** ACTION ITEM **
Transcribe all of the data, leaving nothing out and changing nothing.

---- RECORDS FOR THE EXERCISE

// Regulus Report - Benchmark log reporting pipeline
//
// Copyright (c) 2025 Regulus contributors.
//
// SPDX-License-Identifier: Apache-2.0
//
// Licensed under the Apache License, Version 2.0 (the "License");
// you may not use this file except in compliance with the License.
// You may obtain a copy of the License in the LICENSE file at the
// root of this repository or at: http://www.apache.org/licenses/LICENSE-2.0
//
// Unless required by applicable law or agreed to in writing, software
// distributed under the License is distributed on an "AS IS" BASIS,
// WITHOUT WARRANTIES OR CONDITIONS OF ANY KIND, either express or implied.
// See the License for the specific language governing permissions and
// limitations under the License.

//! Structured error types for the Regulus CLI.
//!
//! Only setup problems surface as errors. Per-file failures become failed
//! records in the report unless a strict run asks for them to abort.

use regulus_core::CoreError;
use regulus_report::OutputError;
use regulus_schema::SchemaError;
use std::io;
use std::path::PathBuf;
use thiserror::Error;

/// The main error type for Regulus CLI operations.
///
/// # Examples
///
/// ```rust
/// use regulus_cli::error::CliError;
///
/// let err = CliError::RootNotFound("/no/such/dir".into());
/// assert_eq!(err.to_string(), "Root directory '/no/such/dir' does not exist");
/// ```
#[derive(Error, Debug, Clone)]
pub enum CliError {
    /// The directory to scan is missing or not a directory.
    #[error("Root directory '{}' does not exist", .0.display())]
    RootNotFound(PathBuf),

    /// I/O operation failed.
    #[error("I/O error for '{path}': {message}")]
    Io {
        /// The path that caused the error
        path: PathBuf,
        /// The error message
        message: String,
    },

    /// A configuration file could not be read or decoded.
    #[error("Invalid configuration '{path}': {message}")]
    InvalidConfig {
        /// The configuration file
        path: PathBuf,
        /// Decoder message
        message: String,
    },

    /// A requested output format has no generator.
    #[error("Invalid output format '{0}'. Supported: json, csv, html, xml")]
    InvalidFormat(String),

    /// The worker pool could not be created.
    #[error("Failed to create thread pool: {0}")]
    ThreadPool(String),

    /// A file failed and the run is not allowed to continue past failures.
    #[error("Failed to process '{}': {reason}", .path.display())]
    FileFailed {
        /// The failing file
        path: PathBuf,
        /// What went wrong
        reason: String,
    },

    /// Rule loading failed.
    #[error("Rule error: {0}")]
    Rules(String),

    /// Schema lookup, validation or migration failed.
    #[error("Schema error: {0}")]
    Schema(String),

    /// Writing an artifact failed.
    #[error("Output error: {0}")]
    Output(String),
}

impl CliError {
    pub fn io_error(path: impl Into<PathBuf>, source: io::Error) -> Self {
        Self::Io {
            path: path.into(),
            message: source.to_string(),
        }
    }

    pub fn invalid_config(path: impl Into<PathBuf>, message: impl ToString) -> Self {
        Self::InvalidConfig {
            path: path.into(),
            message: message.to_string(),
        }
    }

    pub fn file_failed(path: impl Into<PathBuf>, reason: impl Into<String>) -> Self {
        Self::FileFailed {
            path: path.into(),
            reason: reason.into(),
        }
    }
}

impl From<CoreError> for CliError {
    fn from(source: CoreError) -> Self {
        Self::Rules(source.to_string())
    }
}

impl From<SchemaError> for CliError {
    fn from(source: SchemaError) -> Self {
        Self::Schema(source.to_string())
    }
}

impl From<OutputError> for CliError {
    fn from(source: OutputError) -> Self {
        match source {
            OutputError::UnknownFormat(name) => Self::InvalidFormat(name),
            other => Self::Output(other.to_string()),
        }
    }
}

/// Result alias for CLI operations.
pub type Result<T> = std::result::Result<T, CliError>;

--------

** ANSWER TO THIS TASK **
// Regulus Report - Benchmark log reporting pipeline
//
// Copyright (c) 2025 Regulus contributors.
//
// SPDX-License-Identifier: Apache-2.0
//
// Licensed under the Apache License, Version 2.0 (the "License");
// you may not use this file except in compliance with the License.
// You may obtain a copy of the License in the LICENSE file at the
// root of this repository or at: http://www.apache.org/licenses/LICENSE-2.0
//
// Unless required by applicable law or agreed to in writing, software
// distributed under the License is distributed on an "AS IS" BASIS,
// WITHOUT WARRANTIES OR CONDITIONS OF ANY KIND, either express or implied.
// See the License for the specific language governing permissions and
// limitations under the License.

//! Structured error types for the Regulus CLI.
//!
//! Only setup problems surface as errors. Per-file failures become failed
//! records in the report unless a strict run asks for them to abort.

use regulus_core::CoreError;
use regulus_report::OutputError;
use regulus_schema::SchemaError;
use std::io;
use std::path::PathBuf;
use thiserror::Error;

/// The main error type for Regulus CLI operations.
///
/// # Examples
///
/// ```rust
/// use regulus_cli::error::CliError;
///
/// let err = CliError::RootNotFound("/no/such/dir".into());
/// assert_eq!(err.to_string(), "Root directory '/no/such/dir' does not exist");
/// ```
#[derive(Error, Debug, Clone)]
pub enum CliError {
    /// The directory to scan is missing or not a directory.
    #[error("Root directory '{}' does not exist", .0.display())]
    RootNotFound(PathBuf),

    /// I/O operation failed.
    #[error("I/O error for '{path}': {message}")]
    Io {
        /// The path that caused the error
        path: PathBuf,
        /// The error message
        message: String,
    },

    /// A configuration file could not be read or decoded.
    #[error("Invalid configuration '{path}': {message}")]
    InvalidConfig {
        /// The configuration file
        path: PathBuf,
        /// Decoder message
        message: String,
    },

    /// A requested output format has no generator.
    #[error("Invalid output format '{0}'. Supported: json, csv, html, xml")]
    InvalidFormat(String),

    /// The worker pool could not be created.
    #[error("Failed to create thread pool: {0}")]
    ThreadPool(String),

    /// A file failed and the run is not allowed to continue past failures.
    #[error("Failed to process '{}': {reason}", .path.display())]
    FileFailed {
        /// The failing file
        path: PathBuf,
        /// What went wrong
        reason: String,
    },

    /// Rule loading failed.
    #[error("Rule error: {0}")]
    Rules(String),

    /// Schema lookup, validation or migration failed.
    #[error("Schema error: {0}")]
    Schema(String),

    /// Writing an artifact failed.
    #[error("Output error: {0}")]
    Output(String),
}

impl CliError {
    pub fn io_error(path: impl Into<PathBuf>, source: io::Error) -> Self {
        Self::Io {
            path: path.into(),
            message: source.to_string(),
        }
    }

    pub fn invalid_config(path: impl Into<PathBuf>, message: impl ToString) -> Self {
        Self::InvalidConfig {
            path: path.into(),
            message: message.to_string(),
        }
    }

    pub fn file_failed(path: impl Into<PathBuf>, reason: impl Into<String>) -> Self {
        Self::FileFailed {
            path: path.into(),
            reason: reason.into(),
        }
    }
}

impl From<CoreError> for CliError {
    fn from(source: CoreError) -> Self {
        Self::Rules(source.to_string())
    }
}

impl From<SchemaError> for CliError {
    fn from(source: SchemaError) -> Self {
        Self::Schema(source.to_string())
    }
}

impl From<OutputError> for CliError {
    fn from(source: OutputError) -> Self {
        match source {
            OutputError::UnknownFormat(name) => Self::InvalidFormat(name),
            other => Self::Output(other.to_string()),
        }
    }
}

/// Result alias for CLI operations.
pub type Result<T> = std::result::Result<T, CliError>;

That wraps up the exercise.